Within the material below, transcribe exactly the lines from the one holding "filename src/pagination/sequence.rs" through the one holding "use serde::de::DeserializeOwned;", keeping both ends and skipping the rest.

◇ ◇ ◇ ◇ ◇ ◇ ◇

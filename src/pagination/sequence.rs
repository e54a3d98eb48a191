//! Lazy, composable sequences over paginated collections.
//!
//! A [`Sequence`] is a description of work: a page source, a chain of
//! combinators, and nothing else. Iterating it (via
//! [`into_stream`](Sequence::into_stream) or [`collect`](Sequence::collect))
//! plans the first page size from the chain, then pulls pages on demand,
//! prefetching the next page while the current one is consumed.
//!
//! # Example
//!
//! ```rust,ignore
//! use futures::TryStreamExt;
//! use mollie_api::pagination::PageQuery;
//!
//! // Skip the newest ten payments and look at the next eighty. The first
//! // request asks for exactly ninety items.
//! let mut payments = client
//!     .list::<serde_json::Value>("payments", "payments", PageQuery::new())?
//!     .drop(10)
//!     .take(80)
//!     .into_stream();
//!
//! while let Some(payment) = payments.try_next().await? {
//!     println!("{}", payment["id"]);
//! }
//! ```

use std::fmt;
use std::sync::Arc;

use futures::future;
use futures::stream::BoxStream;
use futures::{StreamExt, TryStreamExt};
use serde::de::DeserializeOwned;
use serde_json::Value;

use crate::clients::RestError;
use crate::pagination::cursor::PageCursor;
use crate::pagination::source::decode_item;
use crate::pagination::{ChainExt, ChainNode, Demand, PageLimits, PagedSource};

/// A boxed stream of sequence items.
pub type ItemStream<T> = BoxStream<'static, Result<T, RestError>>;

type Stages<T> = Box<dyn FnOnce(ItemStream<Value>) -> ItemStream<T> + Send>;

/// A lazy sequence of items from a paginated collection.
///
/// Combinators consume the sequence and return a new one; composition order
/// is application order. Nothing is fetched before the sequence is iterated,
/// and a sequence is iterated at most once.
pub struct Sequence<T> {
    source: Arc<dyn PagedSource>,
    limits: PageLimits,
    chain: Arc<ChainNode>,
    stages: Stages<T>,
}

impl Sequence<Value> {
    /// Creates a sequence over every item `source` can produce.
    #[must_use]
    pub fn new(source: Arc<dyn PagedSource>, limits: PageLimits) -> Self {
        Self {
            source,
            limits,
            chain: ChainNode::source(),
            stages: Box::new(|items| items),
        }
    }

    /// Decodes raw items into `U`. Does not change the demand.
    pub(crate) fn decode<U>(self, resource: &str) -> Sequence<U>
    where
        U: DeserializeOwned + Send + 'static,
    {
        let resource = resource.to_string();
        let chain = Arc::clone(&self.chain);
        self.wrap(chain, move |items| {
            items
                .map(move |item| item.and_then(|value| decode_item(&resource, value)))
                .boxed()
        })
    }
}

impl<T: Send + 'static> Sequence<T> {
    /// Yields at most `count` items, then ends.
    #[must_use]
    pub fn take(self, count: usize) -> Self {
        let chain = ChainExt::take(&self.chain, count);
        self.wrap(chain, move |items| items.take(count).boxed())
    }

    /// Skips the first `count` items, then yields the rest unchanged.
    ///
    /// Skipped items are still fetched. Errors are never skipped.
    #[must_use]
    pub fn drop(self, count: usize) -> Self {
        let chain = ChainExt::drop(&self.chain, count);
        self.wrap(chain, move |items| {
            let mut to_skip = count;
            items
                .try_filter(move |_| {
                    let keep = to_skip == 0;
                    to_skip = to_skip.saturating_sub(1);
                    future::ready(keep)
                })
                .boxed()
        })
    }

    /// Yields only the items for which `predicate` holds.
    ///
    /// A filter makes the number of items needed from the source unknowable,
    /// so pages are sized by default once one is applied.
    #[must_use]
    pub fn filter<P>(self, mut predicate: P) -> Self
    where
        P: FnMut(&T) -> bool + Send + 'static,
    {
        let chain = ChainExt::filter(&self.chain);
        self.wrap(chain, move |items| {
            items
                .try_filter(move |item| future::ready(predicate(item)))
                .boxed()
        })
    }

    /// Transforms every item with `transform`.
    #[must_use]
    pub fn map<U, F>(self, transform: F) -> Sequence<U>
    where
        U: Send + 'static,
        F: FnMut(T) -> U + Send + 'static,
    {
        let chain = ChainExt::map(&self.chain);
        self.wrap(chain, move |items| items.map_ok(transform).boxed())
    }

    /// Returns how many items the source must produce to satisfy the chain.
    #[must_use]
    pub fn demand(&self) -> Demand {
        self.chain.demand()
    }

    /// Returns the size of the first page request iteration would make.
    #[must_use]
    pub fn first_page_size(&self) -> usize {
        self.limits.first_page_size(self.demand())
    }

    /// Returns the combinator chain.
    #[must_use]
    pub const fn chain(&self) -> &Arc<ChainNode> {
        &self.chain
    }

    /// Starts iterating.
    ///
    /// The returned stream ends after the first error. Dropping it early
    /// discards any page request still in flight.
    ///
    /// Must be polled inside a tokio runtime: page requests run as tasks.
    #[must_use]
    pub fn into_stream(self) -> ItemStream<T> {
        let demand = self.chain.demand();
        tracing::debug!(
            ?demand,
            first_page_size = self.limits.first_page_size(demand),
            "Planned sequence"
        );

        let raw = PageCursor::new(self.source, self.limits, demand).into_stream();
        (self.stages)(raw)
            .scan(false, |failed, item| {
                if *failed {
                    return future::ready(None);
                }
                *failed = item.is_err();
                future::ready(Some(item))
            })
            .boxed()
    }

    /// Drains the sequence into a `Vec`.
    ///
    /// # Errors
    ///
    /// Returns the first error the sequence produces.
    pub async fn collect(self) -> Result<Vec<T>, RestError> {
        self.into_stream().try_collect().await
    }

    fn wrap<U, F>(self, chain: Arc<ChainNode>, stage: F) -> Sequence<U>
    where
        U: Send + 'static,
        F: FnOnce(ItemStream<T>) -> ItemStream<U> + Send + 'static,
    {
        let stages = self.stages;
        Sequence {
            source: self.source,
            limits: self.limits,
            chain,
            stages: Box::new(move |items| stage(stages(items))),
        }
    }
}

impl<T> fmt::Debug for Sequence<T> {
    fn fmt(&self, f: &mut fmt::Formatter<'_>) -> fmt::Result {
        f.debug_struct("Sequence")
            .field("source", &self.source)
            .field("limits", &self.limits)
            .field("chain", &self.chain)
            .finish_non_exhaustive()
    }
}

◇ ◇ ◇ ◇ ◇ ◇ ◇

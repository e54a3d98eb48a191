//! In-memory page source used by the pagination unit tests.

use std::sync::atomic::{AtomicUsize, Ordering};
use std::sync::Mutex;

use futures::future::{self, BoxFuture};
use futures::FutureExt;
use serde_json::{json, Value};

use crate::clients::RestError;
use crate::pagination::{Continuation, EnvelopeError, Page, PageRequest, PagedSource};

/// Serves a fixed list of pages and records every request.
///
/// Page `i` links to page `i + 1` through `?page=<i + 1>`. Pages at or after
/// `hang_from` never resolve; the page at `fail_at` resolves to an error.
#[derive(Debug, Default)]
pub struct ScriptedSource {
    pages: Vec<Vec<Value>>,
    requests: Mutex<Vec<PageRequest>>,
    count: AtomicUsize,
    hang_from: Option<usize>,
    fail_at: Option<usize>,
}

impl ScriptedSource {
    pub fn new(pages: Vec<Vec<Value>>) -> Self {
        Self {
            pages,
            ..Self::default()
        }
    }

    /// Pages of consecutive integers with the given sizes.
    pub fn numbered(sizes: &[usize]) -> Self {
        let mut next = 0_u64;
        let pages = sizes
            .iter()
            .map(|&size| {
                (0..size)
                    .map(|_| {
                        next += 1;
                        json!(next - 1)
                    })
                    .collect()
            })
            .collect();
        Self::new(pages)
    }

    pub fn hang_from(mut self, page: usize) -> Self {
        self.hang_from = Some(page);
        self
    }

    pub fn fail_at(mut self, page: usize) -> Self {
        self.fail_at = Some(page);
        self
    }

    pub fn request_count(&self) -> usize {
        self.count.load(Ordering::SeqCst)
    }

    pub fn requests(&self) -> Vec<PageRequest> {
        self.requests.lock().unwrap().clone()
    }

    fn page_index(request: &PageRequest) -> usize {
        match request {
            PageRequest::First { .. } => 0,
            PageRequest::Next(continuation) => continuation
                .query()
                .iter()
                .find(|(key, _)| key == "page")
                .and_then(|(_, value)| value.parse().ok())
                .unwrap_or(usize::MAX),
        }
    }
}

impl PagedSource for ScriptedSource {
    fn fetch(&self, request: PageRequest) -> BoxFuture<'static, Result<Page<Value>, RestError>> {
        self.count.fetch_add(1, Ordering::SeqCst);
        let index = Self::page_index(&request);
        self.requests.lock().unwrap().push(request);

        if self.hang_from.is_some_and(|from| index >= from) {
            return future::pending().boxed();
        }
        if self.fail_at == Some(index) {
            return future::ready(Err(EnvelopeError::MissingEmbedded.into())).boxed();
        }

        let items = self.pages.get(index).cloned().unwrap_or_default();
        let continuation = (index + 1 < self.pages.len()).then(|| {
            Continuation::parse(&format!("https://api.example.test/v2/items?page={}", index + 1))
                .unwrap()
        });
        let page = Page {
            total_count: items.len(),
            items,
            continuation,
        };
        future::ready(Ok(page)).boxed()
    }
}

◇ ◇ ◇ ◇ ◇ ◇ ◇

Output for this task:
filename src/pagination/sequence.rs
repository e54a3d98eb48a191
//! Lazy, composable sequences over paginated collections.
//!
//! A [`Sequence`] is a description of work: a page source, a chain of
//! combinators, and nothing else. Iterating it (via
//! [`into_stream`](Sequence::into_stream) or [`collect`](Sequence::collect))
//! plans the first page size from the chain, then pulls pages on demand,
//! prefetching the next page while the current one is consumed.
//!
//! # Example
//!
//! ```rust,ignore
//! use futures::TryStreamExt;
//! use mollie_api::pagination::PageQuery;
//!
//! // Skip the newest ten payments and look at the next eighty. The first
//! // request asks for exactly ninety items.
//! let mut payments = client
//!     .list::<serde_json::Value>("payments", "payments", PageQuery::new())?
//!     .drop(10)
//!     .take(80)
//!     .into_stream();
//!
//! while let Some(payment) = payments.try_next().await? {
//!     println!("{}", payment["id"]);
//! }
//! ```

use std::fmt;
use std::sync::Arc;

use futures::future;
use futures::stream::BoxStream;
use futures::{StreamExt, TryStreamExt};
use serde::de::DeserializeOwned;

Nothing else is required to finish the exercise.